--- PROMPT ---
Give the number of lines in the entries below that contain "SharedCache". Write nothing besides it.
##############################
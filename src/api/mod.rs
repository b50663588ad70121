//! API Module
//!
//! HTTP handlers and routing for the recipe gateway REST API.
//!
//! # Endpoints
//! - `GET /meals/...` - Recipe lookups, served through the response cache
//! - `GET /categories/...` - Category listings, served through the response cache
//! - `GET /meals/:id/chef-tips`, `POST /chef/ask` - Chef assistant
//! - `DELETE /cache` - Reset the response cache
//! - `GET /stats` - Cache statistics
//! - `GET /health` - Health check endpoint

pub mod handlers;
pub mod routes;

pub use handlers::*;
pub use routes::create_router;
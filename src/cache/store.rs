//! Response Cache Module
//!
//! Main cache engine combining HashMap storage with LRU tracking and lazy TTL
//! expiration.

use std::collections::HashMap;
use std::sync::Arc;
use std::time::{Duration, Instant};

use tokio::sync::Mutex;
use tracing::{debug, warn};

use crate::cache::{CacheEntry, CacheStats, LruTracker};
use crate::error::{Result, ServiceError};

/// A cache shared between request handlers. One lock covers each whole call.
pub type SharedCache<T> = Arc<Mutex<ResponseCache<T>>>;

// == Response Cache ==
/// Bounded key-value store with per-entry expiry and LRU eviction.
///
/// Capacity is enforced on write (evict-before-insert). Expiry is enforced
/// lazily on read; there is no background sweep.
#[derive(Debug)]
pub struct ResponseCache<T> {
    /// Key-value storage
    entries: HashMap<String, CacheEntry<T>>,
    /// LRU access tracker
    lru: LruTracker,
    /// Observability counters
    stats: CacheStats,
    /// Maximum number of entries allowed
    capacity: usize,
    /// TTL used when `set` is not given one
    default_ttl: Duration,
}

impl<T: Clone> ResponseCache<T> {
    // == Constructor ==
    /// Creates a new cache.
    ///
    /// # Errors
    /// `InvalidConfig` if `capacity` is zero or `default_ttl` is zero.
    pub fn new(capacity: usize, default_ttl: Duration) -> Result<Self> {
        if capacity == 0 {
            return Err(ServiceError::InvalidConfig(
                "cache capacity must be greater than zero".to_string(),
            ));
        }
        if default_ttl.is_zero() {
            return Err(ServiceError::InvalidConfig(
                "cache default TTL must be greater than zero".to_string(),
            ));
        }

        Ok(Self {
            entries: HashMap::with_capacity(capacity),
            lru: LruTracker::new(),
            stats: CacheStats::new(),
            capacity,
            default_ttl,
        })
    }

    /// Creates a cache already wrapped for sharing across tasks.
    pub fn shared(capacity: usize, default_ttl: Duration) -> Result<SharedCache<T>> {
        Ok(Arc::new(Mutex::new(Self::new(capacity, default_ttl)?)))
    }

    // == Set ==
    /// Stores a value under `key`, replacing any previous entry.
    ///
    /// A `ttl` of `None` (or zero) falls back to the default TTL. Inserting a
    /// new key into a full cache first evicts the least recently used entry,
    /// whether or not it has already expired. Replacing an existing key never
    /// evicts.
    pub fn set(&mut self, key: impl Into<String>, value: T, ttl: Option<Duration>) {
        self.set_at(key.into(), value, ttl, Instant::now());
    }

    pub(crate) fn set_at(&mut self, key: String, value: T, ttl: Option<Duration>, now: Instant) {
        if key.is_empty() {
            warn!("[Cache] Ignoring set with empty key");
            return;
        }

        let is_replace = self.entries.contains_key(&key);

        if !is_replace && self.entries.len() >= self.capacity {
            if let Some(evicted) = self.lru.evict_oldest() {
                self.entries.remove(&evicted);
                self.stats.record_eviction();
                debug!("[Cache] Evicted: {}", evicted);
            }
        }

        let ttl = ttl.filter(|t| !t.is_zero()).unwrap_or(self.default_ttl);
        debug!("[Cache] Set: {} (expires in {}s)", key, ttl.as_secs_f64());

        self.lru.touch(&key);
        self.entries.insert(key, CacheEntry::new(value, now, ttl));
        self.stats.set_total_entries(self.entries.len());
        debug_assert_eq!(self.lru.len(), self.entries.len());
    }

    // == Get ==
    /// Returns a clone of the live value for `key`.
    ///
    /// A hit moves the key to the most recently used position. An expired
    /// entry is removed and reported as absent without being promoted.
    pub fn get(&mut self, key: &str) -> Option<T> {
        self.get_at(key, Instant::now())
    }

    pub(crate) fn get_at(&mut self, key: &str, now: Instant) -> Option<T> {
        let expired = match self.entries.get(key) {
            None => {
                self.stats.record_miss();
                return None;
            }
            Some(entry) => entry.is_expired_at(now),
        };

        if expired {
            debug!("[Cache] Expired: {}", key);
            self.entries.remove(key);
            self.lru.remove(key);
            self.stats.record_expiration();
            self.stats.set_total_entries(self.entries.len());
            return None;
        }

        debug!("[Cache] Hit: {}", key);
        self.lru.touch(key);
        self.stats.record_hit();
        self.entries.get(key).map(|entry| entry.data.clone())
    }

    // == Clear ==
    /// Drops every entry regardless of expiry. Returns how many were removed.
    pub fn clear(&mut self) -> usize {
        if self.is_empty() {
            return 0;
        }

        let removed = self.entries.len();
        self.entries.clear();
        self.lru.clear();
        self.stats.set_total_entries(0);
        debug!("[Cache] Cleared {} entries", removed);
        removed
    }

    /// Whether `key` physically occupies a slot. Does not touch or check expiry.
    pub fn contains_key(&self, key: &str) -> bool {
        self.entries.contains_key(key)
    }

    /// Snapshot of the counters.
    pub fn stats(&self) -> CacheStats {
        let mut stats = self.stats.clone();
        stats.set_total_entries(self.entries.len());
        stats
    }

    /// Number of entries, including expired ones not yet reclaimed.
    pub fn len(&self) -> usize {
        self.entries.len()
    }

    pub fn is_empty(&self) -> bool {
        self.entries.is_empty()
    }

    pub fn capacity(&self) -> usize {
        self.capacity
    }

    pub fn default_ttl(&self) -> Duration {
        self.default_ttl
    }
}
##############################
--- COMPLETED EXERCISE ---
2